El domingo pasado, Tesla puso en marcha una fase piloto de su sistema de transporte autónomo con un número limitado de vehículos Model Y. Los autos circularon en zonas específicas de la ciudad, con un empleado de la compañía en el asiento del copiloto y acceso limitado a usuarios seleccionados, incluidos creadores de contenido vinculados a la marca.
Sin embargo, videos difundidos en redes sociales mostraron a algunos vehículos circulando en sentido contrario o superando los límites de velocidad establecidos. Estos incidentes encendieron las alarmas entre reguladores y expertos en movilidad, al tratarse de una tecnología que aún está bajo observación por cuestiones de seguridad.
Revisión federal y antecedentes
La NHTSA confirmó este lunes que se encuentra en contacto con Tesla para recabar más información sobre los incidentes. La tecnología de conducción autónoma Full Self-Driving (FSD), utilizada por los robotaxis, ya es objeto de investigaciones por su posible vinculación con accidentes previos, algunos de ellos fatales.
La empresa liderada por Elon Musk ha sido criticada anteriormente por promesas incumplidas respecto al desarrollo de vehículos autónomos. Desde 2015, Musk ha anunciado fechas para alcanzar autonomía total que no se han concretado, incluyendo la proyección de un millón de robotaxis operativos para 2020.
Apuesta comercial y competencia
A pesar de los reportes negativos, las acciones de Tesla en el mercado bursátil subieron más de un 8% este lunes, impulsadas por el lanzamiento del servicio piloto.

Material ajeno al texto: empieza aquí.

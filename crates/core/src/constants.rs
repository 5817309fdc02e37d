//! Constants used throughout the pakar core crate.
//!
//! This module contains all path and filename constants to ensure
//! consistency across the codebase and make maintenance easier.

/// Directory name for reference data shipped with a deployment.
pub const DATA_DIR_NAME: &str = "data";

/// Filename for the persisted knowledge base document.
pub const KNOWLEDGE_BASE_FILENAME: &str = "knowledge_base.json";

La firma busca consolidarse en el competitivo sector de la movilidad autónoma, donde ya operan compañías como Waymo, subsidiaria de Alphabet (Google), que ofrece viajes comerciales sin conductor en varias ciudades de Estados Unidos.

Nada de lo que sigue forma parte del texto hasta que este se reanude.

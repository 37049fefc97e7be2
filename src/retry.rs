//! Retry mechanism with exponential backoff
//!
//! Transient remote failures are retried silently (logged, never
//! notified); everything else propagates to the caller on the first
//! attempt.

use std::future::Future;
use std::time::Duration;

use tokio::time::sleep;
use tracing::{debug, warn};

use crate::config::RetryConfig;
use crate::error::{Result, SeekerError};

/// Tracks the attempt count and the next backoff delay for one operation.
///
/// Delays are kept in whole milliseconds so the configured cap is exact.
#[derive(Debug, Clone)]
pub struct RetryPolicy {
    config: RetryConfig,
    attempt: usize,
    next_delay_ms: u64,
}

impl RetryPolicy {
    pub fn new(config: RetryConfig) -> Self {
        Self {
            next_delay_ms: config.initial_delay_ms,
            config,
            attempt: 0,
        }
    }

    /// Whether the retry budget allows another attempt.
    pub fn should_retry(&self) -> bool {
        self.attempt < self.config.max_retries
    }

    pub fn attempt(&self) -> usize {
        self.attempt
    }

    /// Consume one step of the backoff schedule and return its delay,
    /// jittered upward by up to 30% when enabled.
    pub fn next_delay(&mut self) -> Duration {
        let mut delay_ms = self.next_delay_ms;

        if self.config.jitter {
            use rand::Rng;
            let fraction = rand::thread_rng().gen_range(0.0..0.3);
            delay_ms += (delay_ms as f64 * fraction) as u64;
        }

        self.attempt += 1;
        let grown = (self.next_delay_ms as f64 * self.config.backoff_multiplier as f64) as u64;
        self.next_delay_ms = grown.min(self.config.max_delay_ms);

        Duration::from_millis(delay_ms)
    }

    /// Start the schedule over for a fresh operation.
    pub fn reset(&mut self) {
        self.attempt = 0;
        self.next_delay_ms = self.config.initial_delay_ms;
    }
}

impl Default for RetryPolicy {
    fn default() -> Self {
        Self::new(RetryConfig::default())
    }
}

/// Determine if an error is worth retrying.
///
/// Only genuinely transient failures qualify. A `Conflict` means the slot
/// is gone, a `Parse` error means the page shape changed, and a
/// `DeadlinePassed` will not heal with time.
pub fn is_retryable(error: &SeekerError) -> bool {
    matches!(
        error,
        SeekerError::Remote { .. } | SeekerError::Io(_) | SeekerError::Notification { .. }
    )
}

/// Run `operation` until it succeeds, its failure is non-retryable, or
/// the policy's budget runs out; the last error is returned as-is.
pub async fn retry_async<F, Fut, T>(mut operation: F, policy: &mut RetryPolicy) -> Result<T>
where
    F: FnMut() -> Fut,
    Fut: Future<Output = Result<T>>,
{
    loop {
        match operation().await {
            Ok(result) => {
                if policy.attempt() > 0 {
                    debug!("recovered after {} attempts", policy.attempt() + 1);
                }
                return Ok(result);
            }
            Err(error) => {
                if !is_retryable(&error) {
                    debug!("not retrying: {}", error);
                    return Err(error);
                }

                if !policy.should_retry() {
                    warn!(
                        "giving up after {} retries, last error: {}",
                        policy.config.max_retries, error
                    );
                    return Err(error);
                }

                let delay = policy.next_delay();
                warn!(
                    "attempt {} failed ({}), next try in {:?}",
                    policy.attempt(),
                    error,
                    delay
                );
                sleep(delay).await;
            }
        }
    }
}

#[cfg(test)]
mod tests {
    use super::*;
    use std::sync::atomic::{AtomicUsize, Ordering};

    fn policy_without_jitter(max_retries: usize) -> RetryPolicy {
        RetryPolicy::new(RetryConfig {
            max_retries,
            initial_delay_ms: 10,
            max_delay_ms: 40,
            backoff_multiplier: 2.0,
            jitter: false,
        })
    }

    #[test]
    fn backoff_grows_and_caps() {
        let mut policy = policy_without_jitter(10);
        assert_eq!(policy.next_delay(), Duration::from_millis(10));
        assert_eq!(policy.next_delay(), Duration::from_millis(20));
        assert_eq!(policy.next_delay(), Duration::from_millis(40));
        // capped
        assert_eq!(policy.next_delay(), Duration::from_millis(40));
    }

    #[test]
    fn classifier_marks_expected_failures_permanent() {
        assert!(is_retryable(&SeekerError::remote("503")));
        assert!(!is_retryable(&SeekerError::Conflict));
        assert!(!is_retryable(&SeekerError::parse("shape changed")));
        assert!(!is_retryable(&SeekerError::DeadlinePassed));
    }

    #[tokio::test]
    async fn retries_transient_then_succeeds() {
        let calls = AtomicUsize::new(0);
        let mut policy = policy_without_jitter(3);
        let result = retry_async(
            || {
                let n = calls.fetch_add(1, Ordering::SeqCst);
                async move {
                    if n < 2 {
                        Err(SeekerError::remote("flaky"))
                    } else {
                        Ok(n)
                    }
                }
            },
            &mut policy,
        )
        .await;
        assert_eq!(result.unwrap(), 2);
        assert_eq!(calls.load(Ordering::SeqCst), 3);
    }

    #[tokio::test]
    async fn conflict_is_not_retried() {
        let calls = AtomicUsize::new(0);
        let mut policy = policy_without_jitter(3);
        let result: Result<()> = retry_async(
            || {
                calls.fetch_add(1, Ordering::SeqCst);
                async { Err(SeekerError::Conflict) }
            },
            &mut policy,
        )
        .await;
        assert!(matches!(result, Err(SeekerError::Conflict)));
        assert_eq!(calls.load(Ordering::SeqCst), 1);
    }

    #[tokio::test]
    async fn gives_up_after_budget() {
        let calls = AtomicUsize::new(0);
        let mut policy = policy_without_jitter(2);
        let result: Result<()> = retry_async(
            || {
                calls.fetch_add(1, Ordering::SeqCst);
                async { Err(SeekerError::remote("down")) }
            },
            &mut policy,
        )
        .await;
        assert!(matches!(result, Err(SeekerError::Remote { .. })));
        // initial attempt + 2 retries
        assert_eq!(calls.load(Ordering::SeqCst), 3);
    }
}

Waymo, por ejemplo, realiza actualmente unos 250 mil trayectos pagados por semana y llevó a cabo pruebas previas en Austin durante más de un año, tanto con supervisión humana como en modalidad completamente autónoma.
En espera de medidas regulatorias
La puesta en marcha del servicio de Tesla se considera clave para su modelo de negocio a futuro, pero los errores iniciales podrían traducirse en revisiones regulatorias más estrictas o restricciones en su implementación.
Por ahora, la atención se centra en los resultados de la investigación federal y en la capacidad de Tesla para garantizar que su tecnología pueda operar de forma segura en entornos urbanos reales.